▶ _EXERCISE DESCRIPTION_:
Repeat exactly the opening lines of the records, ending with the line that contains "through the same".

Saved entries:
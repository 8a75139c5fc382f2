//! Canvas interaction and navigation functionality.
//!
//! This module handles canvas panning, zooming, node dragging, connection
//! drawing from output anchors, and coordinate transformations between
//! screen and world space. Exactly one pointer gesture is active at a time
//! (see [`Gesture`]); every hit test goes through the same
//! screen-to-world conversion so zoom and pan never desynchronize from
//! picking.

use super::state::{FlowDesignerApp, Gesture};
use super::undo::UndoAction;
use crate::constants::{
    ANCHOR_RADIUS, CLICK_THRESHOLD, GRID_SIZE, MAX_ZOOM, MIN_ZOOM, NODE_HEIGHT, NODE_WIDTH,
};
use crate::types::NodeId;
use eframe::egui;

impl FlowDesignerApp {
    /// Converts screen coordinates to world coordinates accounting for zoom
    /// and pan.
    pub fn screen_to_world(&self, screen_pos: egui::Pos2) -> egui::Pos2 {
        (screen_pos - self.canvas.offset) / self.canvas.zoom_factor
    }

    /// Converts world coordinates to screen coordinates accounting for zoom
    /// and pan.
    pub fn world_to_screen(&self, world_pos: egui::Pos2) -> egui::Pos2 {
        world_pos * self.canvas.zoom_factor + self.canvas.offset
    }

    /// Snaps a position to the nearest grid point. Used for shift-dragging.
    pub fn snap_to_grid(&self, pos: egui::Pos2) -> egui::Pos2 {
        egui::pos2(
            (pos.x / GRID_SIZE).round() * GRID_SIZE,
            (pos.y / GRID_SIZE).round() * GRID_SIZE,
        )
    }

    /// Handles canvas panning.
    ///
    /// Panning starts on middle-button drag, or on primary drag over empty
    /// canvas when the toolbar pan-mode toggle is active.
    pub fn handle_canvas_panning(&mut self, ui: &mut egui::Ui, response: &egui::Response) {
        let middle_down = ui.input(|i| i.pointer.middle_down());
        let primary_down = ui.input(|i| i.pointer.primary_down());

        match &self.interaction.gesture {
            Gesture::Idle => {
                if let Some(pos) = response.interact_pointer_pos() {
                    let pan_with_primary = self.interaction.pan_mode
                        && primary_down
                        && self.find_node_at_position(self.screen_to_world(pos)).is_none();
                    if middle_down || pan_with_primary {
                        self.interaction.gesture = Gesture::Panning { last_pos: pos };
                    }
                }
            }
            Gesture::Panning { last_pos } => {
                if middle_down || primary_down {
                    if let Some(pos) = response.interact_pointer_pos() {
                        self.canvas.offset += pos - *last_pos;
                        self.interaction.gesture = Gesture::Panning { last_pos: pos };
                    }
                } else {
                    self.interaction.gesture = Gesture::Idle;
                }
            }
            _ => {}
        }
    }

    /// Handles scroll input over the canvas.
    ///
    /// Ctrl/Cmd+scroll zooms around the cursor with the zoom factor clamped
    /// to [`MIN_ZOOM`]..=[`MAX_ZOOM`]; plain scroll pans the canvas.
    pub fn handle_canvas_zoom(&mut self, ui: &mut egui::Ui, response: &egui::Response) {
        // Ctrl/Cmd+scroll (and pinch) arrives as a zoom factor, plain scroll
        // as a scroll delta; egui never reports both for the same wheel
        // event.
        let (scroll_delta, zoom_delta) = ui.input(|i| (i.smooth_scroll_delta, i.zoom_delta()));
        if scroll_delta == egui::Vec2::ZERO && zoom_delta == 1.0 {
            return;
        }

        let mouse_pos = ui
            .input(|i| i.pointer.hover_pos())
            .or_else(|| response.interact_pointer_pos());
        let Some(mouse_pos) = mouse_pos else {
            return;
        };
        if !response.rect.contains(mouse_pos) {
            return;
        }

        if zoom_delta != 1.0 {
            let step = if zoom_delta > 1.0 { 0.025 } else { -0.025 };
            self.zoom_around(mouse_pos, step);
        } else {
            // Plain scroll pans.
            self.canvas.offset += scroll_delta;
        }
    }

    /// Adjusts the zoom factor by `delta`, keeping the world point under
    /// `anchor` fixed on screen. The factor is clamped to the zoom bounds.
    pub fn zoom_around(&mut self, anchor: egui::Pos2, delta: f32) {
        let world_before = self.screen_to_world(anchor);
        let old_zoom = self.canvas.zoom_factor;
        self.canvas.zoom_factor = (old_zoom + delta).clamp(MIN_ZOOM, MAX_ZOOM);

        if (self.canvas.zoom_factor - old_zoom).abs() > f32::EPSILON {
            let world_after = self.world_to_screen(world_before);
            self.canvas.offset += anchor - world_after;
        }
    }

    /// Drives the node-drag / connection-draw / palette-drop gesture state
    /// machine for one frame.
    pub fn handle_pointer_gestures(&mut self, ui: &mut egui::Ui, response: &egui::Response) {
        let primary_down = ui.input(|i| i.pointer.primary_down());
        let pointer_pos = response.interact_pointer_pos();
        let now = ui.input(|i| i.time);

        match self.interaction.gesture.clone() {
            Gesture::Idle => {
                if primary_down && !self.interaction.pan_mode {
                    if let Some(pos) = pointer_pos {
                        if response.rect.contains(pos) {
                            self.begin_press(pos);
                        }
                    }
                }
            }
            Gesture::DraggingNode {
                node_id,
                grab_offset,
                original_position,
            } => {
                if primary_down {
                    if let Some(pos) = pointer_pos {
                        let mut world = self.screen_to_world(pos) + grab_offset;
                        if ui.input(|i| i.modifiers.shift) {
                            world = self.snap_to_grid(world);
                        }
                        self.graph.move_node(&node_id, (world.x, world.y));
                    }
                } else {
                    self.finish_node_drag(&node_id, original_position, now);
                }
            }
            Gesture::CreatingConnection { source } => {
                if primary_down {
                    self.interaction.connection_draw_pos = pointer_pos;
                } else {
                    let release = pointer_pos.or(self.interaction.connection_draw_pos);
                    if let Some(pos) = release {
                        self.finish_connection(&source, pos, now);
                    }
                    self.interaction.connection_draw_pos = None;
                    self.interaction.gesture = Gesture::Idle;
                }
            }
            Gesture::DraggingNewNode { kind } => {
                let any_down = ui.input(|i| i.pointer.any_down());
                if any_down {
                    self.interaction.connection_draw_pos = ui.input(|i| i.pointer.hover_pos());
                } else {
                    // Commit only when released over the canvas; a drop
                    // anywhere else silently discards the gesture.
                    let release = ui
                        .input(|i| i.pointer.hover_pos())
                        .or(self.interaction.connection_draw_pos);
                    if let Some(pos) = release {
                        if response.rect.contains(pos) {
                            let world = self.screen_to_world(pos);
                            self.commit_palette_drop(kind, (world.x, world.y), now);
                        }
                    }
                    self.interaction.connection_draw_pos = None;
                    self.interaction.gesture = Gesture::Idle;
                }
            }
            Gesture::Panning { .. } => {}
        }

        // A gesture whose pointer vanished without a release event is
        // abandoned rather than left stuck.
        if ui.input(|i| i.pointer.hover_pos()).is_none()
            && !ui.input(|i| i.pointer.any_down())
            && self.interaction.gesture != Gesture::Idle
        {
            self.abandon_gesture();
        }
    }

    /// Resolves a primary press at `pos` into the gesture it starts:
    /// connection drawing from an output anchor, node dragging from a node
    /// body, or selection changes for connections and empty space.
    fn begin_press(&mut self, pos: egui::Pos2) {
        let world = self.screen_to_world(pos);

        if let Some(source) = self.find_output_anchor_at(world) {
            self.interaction.gesture = Gesture::CreatingConnection { source };
            self.interaction.connection_draw_pos = Some(pos);
            return;
        }

        if let Some(node_id) = self.find_node_at_position(world) {
            if let Some(node) = self.graph.node(&node_id) {
                let center = egui::pos2(node.position.0, node.position.1);
                let original_position = node.position;
                self.select_node(Some(node_id.clone()));
                self.interaction.gesture = Gesture::DraggingNode {
                    grab_offset: center - world,
                    original_position,
                    node_id,
                };
            }
            return;
        }

        if let Some(index) = self.find_connection_at_position(world) {
            self.interaction.selected_connection = Some(index);
            self.select_node(None);
            return;
        }

        self.interaction.selected_connection = None;
        self.select_node(None);
    }

    /// Ends a node drag, recording an undo action when the node actually
    /// moved.
    fn finish_node_drag(&mut self, node_id: &NodeId, original_position: (f32, f32), now: f64) {
        if let Some(node) = self.graph.node(node_id) {
            let new_position = node.position;
            if new_position != original_position {
                self.undo_history.push_action(UndoAction::NodeMoved {
                    node_id: node_id.clone(),
                    old_position: original_position,
                    new_position,
                });
                self.mark_graph_changed(now);
            }
        }
        self.interaction.gesture = Gesture::Idle;
    }

    /// Commits a connection drawn from `source` if the release point lands
    /// on a different node's body. Invalid targets are discarded silently;
    /// the model's own rejection rules (duplicates, self-loops, unknown
    /// endpoints) also apply.
    fn finish_connection(&mut self, source: &NodeId, release_pos: egui::Pos2, now: f64) {
        let world = self.screen_to_world(release_pos);
        let Some(target) = self.find_node_at_position(world) else {
            return;
        };
        if self.graph.add_connection(source, &target) {
            self.undo_history.push_action(UndoAction::ConnectionCreated {
                source: source.clone(),
                target,
            });
            self.mark_graph_changed(now);
        }
    }

    /// Creates a node of `kind` at the palette-drop position and selects it.
    pub(super) fn commit_palette_drop(
        &mut self,
        kind: crate::types::StepKind,
        position: (f32, f32),
        now: f64,
    ) {
        let node_id = self.graph.add_node(kind, position);
        self.undo_history.push_action(UndoAction::NodeCreated {
            node_id: node_id.clone(),
        });
        self.select_node(Some(node_id));
        self.mark_graph_changed(now);
    }

    /// Abandons whatever gesture is in flight, reverting a dragged node to
    /// where it started.
    pub fn abandon_gesture(&mut self) {
        if let Gesture::DraggingNode {
            node_id,
            original_position,
            ..
        } = &self.interaction.gesture
        {
            let id = node_id.clone();
            let position = *original_position;
            self.graph.move_node(&id, position);
        }
        self.interaction.connection_draw_pos = None;
        self.interaction.gesture = Gesture::Idle;
    }

    /// Updates the selection, resetting any staged property edits so the
    /// panel repopulates for the new node.
    pub fn select_node(&mut self, node_id: Option<NodeId>) {
        if self.interaction.selected_node != node_id {
            self.interaction.editing_node_label = None;
            self.interaction.temp_label.clear();
            self.interaction.temp_attributes.clear();
            self.interaction.temp_attributes_node = None;
        }
        if node_id.is_some() {
            self.interaction.selected_connection = None;
        }
        self.interaction.selected_node = node_id;
        self.interaction.keyboard_focus = None;
    }

    /// Finds the node at the given world position, if any.
    ///
    /// Later nodes draw on top, so the scan runs back to front.
    pub fn find_node_at_position(&self, pos: egui::Pos2) -> Option<NodeId> {
        let node_size = egui::vec2(NODE_WIDTH, NODE_HEIGHT);
        self.graph
            .nodes
            .iter()
            .rev()
            .find(|node| {
                let center = egui::pos2(node.position.0, node.position.1);
                egui::Rect::from_center_size(center, node_size).contains(pos)
            })
            .map(|node| node.id.clone())
    }

    /// World position of a node's output anchor: the midpoint of its right
    /// edge.
    pub fn output_anchor_pos(&self, node: &crate::types::StepNode) -> egui::Pos2 {
        egui::pos2(node.position.0 + NODE_WIDTH / 2.0, node.position.1)
    }

    /// Finds the node whose output anchor contains the given world
    /// position, if any.
    pub fn find_output_anchor_at(&self, pos: egui::Pos2) -> Option<NodeId> {
        self.graph
            .nodes
            .iter()
            .rev()
            .find(|node| (self.output_anchor_pos(node) - pos).length() <= ANCHOR_RADIUS * 1.5)
            .map(|node| node.id.clone())
    }

    /// Finds the connection nearest the given world position within the
    /// click threshold, if any.
    pub fn find_connection_at_position(&self, pos: egui::Pos2) -> Option<usize> {
        for (index, connection) in self.graph.connections.iter().enumerate() {
            let (Some(source), Some(target)) = (
                self.graph.node(&connection.source),
                self.graph.node(&connection.target),
            ) else {
                continue;
            };
            let start = egui::pos2(source.position.0, source.position.1);
            let end = egui::pos2(target.position.0, target.position.1);
            if point_to_line_distance(pos, start, end) < CLICK_THRESHOLD {
                return Some(index);
            }
        }
        None
    }
}

/// Distance from a point to a line segment, via clamped projection.
fn point_to_line_distance(point: egui::Pos2, line_start: egui::Pos2, line_end: egui::Pos2) -> f32 {
    let line_vec = line_end - line_start;
    let point_vec = point - line_start;
    let line_len_sq = line_vec.length_sq();

    if line_len_sq < 0.0001 {
        // Segment is essentially a point
        return point_vec.length();
    }

    let t = (point_vec.dot(line_vec) / line_len_sq).clamp(0.0, 1.0);
    let projection = line_start + line_vec * t;
    (point - projection).length()
}
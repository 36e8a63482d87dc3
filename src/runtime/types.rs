// Copyright 2025 STARGA Inc.
// Licensed under the Apache License, Version 2.0 (the “License”);
// you may not use this file except in compliance with the License.
// You may obtain a copy of the License at:
//     http://www.apache.org/licenses/LICENSE-2.0
//
// Unless required by applicable law or agreed to in writing, software
// distributed under the License is distributed on an “AS IS” BASIS,
// WITHOUT WARRANTIES OR CONDITIONS OF ANY KIND, either express or implied.
// See the License for the specific language governing permissions and
// limitations under the License.

// Part of the MIND project (Machine Intelligence Native Design).

//! Shared runtime surface types for device backends.
//!
//! Both backends are emulated in host memory; the layout engine only needs
//! byte-addressable storage with a declared length and element width.

use std::fmt;

use serde::{Deserialize, Serialize};

/// Hardware backend that owns a device allocation.
#[derive(
    Clone, Copy, Debug, PartialEq, Eq, Hash, Default, Serialize, Deserialize, clap::ValueEnum,
)]
#[serde(rename_all = "lowercase")]
pub enum BackendTarget {
    /// Refcounted OpenCL-style memory objects.
    #[default]
    #[value(name = "opencl", alias = "ocl", alias = "cl")]
    OpenCl,
    /// Owned HIP-style device allocations.
    #[value(alias = "rocm")]
    Hip,
}

impl BackendTarget {
    pub const ALL: [BackendTarget; 2] = [BackendTarget::OpenCl, BackendTarget::Hip];
}

impl fmt::Display for BackendTarget {
    fn fmt(&self, f: &mut fmt::Formatter<'_>) -> fmt::Result {
        match self {
            BackendTarget::OpenCl => write!(f, "opencl"),
            BackendTarget::Hip => write!(f, "hip"),
        }
    }
}

/// Element type stored in a device buffer.
#[derive(
    Clone, Copy, Debug, PartialEq, Eq, Hash, Default, Serialize, Deserialize, clap::ValueEnum,
)]
#[serde(rename_all = "lowercase")]
pub enum DataType {
    #[default]
    #[value(name = "f32")]
    F32,
    #[value(name = "f16")]
    F16,
    #[value(name = "bf16")]
    BF16,
    #[value(name = "f64")]
    F64,
}

impl DataType {
    /// Widest element type; sizes that fit for it fit for every type.
    pub const WIDEST: DataType = DataType::F64;

    pub const fn size_in_bytes(self) -> usize {
        match self {
            DataType::F16 | DataType::BF16 => 2,
            DataType::F32 => 4,
            DataType::F64 => 8,
        }
    }
}

impl fmt::Display for DataType {
    fn fmt(&self, f: &mut fmt::Formatter<'_>) -> fmt::Result {
        match self {
            DataType::F32 => write!(f, "f32"),
            DataType::F16 => write!(f, "f16"),
            DataType::BF16 => write!(f, "bf16"),
            DataType::F64 => write!(f, "f64"),
        }
    }
}

/// Structured runtime error for backend implementations.
#[derive(Debug, Clone, PartialEq, Eq, thiserror::Error)]
pub enum RuntimeError {
    /// A byte range fell outside the allocation.
    #[error("access of {len} bytes at offset {offset} exceeds {target} buffer of {byte_len} bytes")]
    OutOfBounds {
        target: BackendTarget,
        offset: usize,
        len: usize,
        byte_len: usize,
    },
    /// The requested allocation does not fit in the address space.
    #[error("{elements} {dtype} elements do not fit in a {target} allocation")]
    AllocationTooLarge {
        target: BackendTarget,
        dtype: DataType,
        elements: usize,
    },
}
// Copyright 2025 STARGA Inc.
// Licensed under the Apache License, Version 2.0 (the “License”);
// you may not use this file except in compliance with the License.
// You may obtain a copy of the License at:
//     http://www.apache.org/licenses/LICENSE-2.0
//
// Unless required by applicable law or agreed to in writing, software
// distributed under the License is distributed on an “AS IS” BASIS,
// WITHOUT WARRANTIES OR CONDITIONS OF ANY KIND, either express or implied.
// See the License for the specific language governing permissions and
// limitations under the License.

// Part of the MIND project (Machine Intelligence Native Design).

//! Parameter and bias addressing for recurrent-network weight buffers.
//!
//! The flat buffer holding every weight matrix and bias vector of a
//! multi-layer, optionally bidirectional, optionally input-skipping network
//! is described by a [`ParamLayout`]. Building one enumerates the canonical
//! [`Slot`] order ([`topology`]), sizes each slot ([`layout`]), and assigns
//! cumulative offsets. [`access`] copies single slots in and out of a
//! caller-owned [`DeviceMemory`](crate::runtime::DeviceMemory).
//!
//! ```
//! use mind_rnn::rnn::{CellType, InputMode, RnnConfig, RnnParams};
//!
//! let config = RnnConfig::new(CellType::Relu, 4, 2, 3).unwrap();
//! assert_eq!(RnnParams::new(config.clone()).unwrap().total_size(), 60);
//!
//! let skip = config.with_input_mode(InputMode::Skip);
//! assert_eq!(RnnParams::new(skip).unwrap().total_size(), 48);
//! ```

pub mod access;
pub mod catalog;
pub mod config;
pub mod error;
pub mod layout;
pub mod packed;
pub mod topology;

pub use access::{check_buffer, read_slot, write_slot};
pub use catalog::{gate_group_count, MatrixKind};
pub use config::{
    BiasMode, BiasPlacement, CellType, ConfigError, Direction, InputMode, RnnConfig,
};
pub use error::{MissingSlot, RnnError};
pub use layout::{
    compute_total_size, locate, param_size_bytes, slot_shape, ParamLayout, RnnParams, SlotRange,
};
pub use packed::{packed_ids_per_layer, pseudo_layer_count};
pub use topology::{check_slot, ordered_slots, slot_count, Slot, SlotRole};
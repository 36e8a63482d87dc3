// Copyright 2025 STARGA Inc.
// Licensed under the Apache License, Version 2.0 (the “License”);
// you may not use this file except in compliance with the License.
// You may obtain a copy of the License at:
//     http://www.apache.org/licenses/LICENSE-2.0
//
// Unless required by applicable law or agreed to in writing, software
// distributed under the License is distributed on an “AS IS” BASIS,
// WITHOUT WARRANTIES OR CONDITIONS OF ANY KIND, either express or implied.
// See the License for the specific language governing permissions and
// limitations under the License.

// Part of the MIND project (Machine Intelligence Native Design).

use std::fmt;

use crate::rnn::topology::Slot;
use crate::runtime::types::RuntimeError;

/// Why a slot coordinate has no range under a configuration.
#[derive(Debug, Clone, Copy, PartialEq, Eq)]
pub enum MissingSlot {
    /// Physical layer index is not below `num_layers`.
    LayerOutOfRange { num_layers: usize },
    /// Direction index is not below the configured direction count.
    DirectionOutOfRange { directions: usize },
    /// Gate index is not below the cell's gate-group count.
    GateOutOfRange { gate_groups: usize },
    /// Input projection of layer 0 under skip input mode.
    SkippedInput,
    /// Bias requested while the network has no biases.
    BiasDisabled,
}

impl fmt::Display for MissingSlot {
    fn fmt(&self, f: &mut fmt::Formatter<'_>) -> fmt::Result {
        match self {
            MissingSlot::LayerOutOfRange { num_layers } => {
                write!(f, "network has {num_layers} layer(s)")
            }
            MissingSlot::DirectionOutOfRange { directions } => {
                write!(f, "network has {directions} direction(s)")
            }
            MissingSlot::GateOutOfRange { gate_groups } => {
                write!(f, "cell has {gate_groups} gate group(s)")
            }
            MissingSlot::SkippedInput => {
                write!(f, "layer 0 has no input projection in skip mode")
            }
            MissingSlot::BiasDisabled => write!(f, "network is configured without bias"),
        }
    }
}

/// Errors produced by the parameter layout engine and its accessors.
#[derive(Debug, Clone, PartialEq, Eq, thiserror::Error)]
pub enum RnnError {
    /// Shape or count parameters are malformed.
    #[error("invalid rnn configuration: {0}")]
    InvalidConfig(String),
    /// The coordinate does not exist under the configuration.
    #[error("slot {slot} not found: {reason}")]
    SlotNotFound { slot: Slot, reason: MissingSlot },
    /// Packed `(pseudo_layer, layer_id)` coordinate that maps to no slot.
    #[error("packed coordinate (layer {pseudo_layer}, id {layer_id}) not found: {reason}")]
    PackedNotFound {
        pseudo_layer: usize,
        layer_id: usize,
        reason: MissingSlot,
    },
    /// Buffer is shorter than the full parameter set.
    #[error("buffer too small: {required} bytes required, {available} available")]
    BufferTooSmall { required: usize, available: usize },
    /// Write payload length disagrees with the slot length.
    #[error("size mismatch: slot holds {expected} elements, got {actual}")]
    SizeMismatch { expected: usize, actual: usize },
    /// Element type width disagrees with the buffer data type.
    #[error("element width mismatch: buffer stores {expected}-byte elements, got {actual}")]
    ElementWidth { expected: usize, actual: usize },
    /// Device access failed.
    #[error(transparent)]
    Runtime(#[from] RuntimeError),
}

▶ _EXERCISE ANSWER_:
repository 8a75139c5fc382f2
//! Canvas interaction and navigation functionality.
//!
//! This module handles canvas panning, zooming, node dragging, connection
//! drawing from output anchors, and coordinate transformations between
//! screen and world space. Exactly one pointer gesture is active at a time
//! (see [`Gesture`]); every hit test goes through the same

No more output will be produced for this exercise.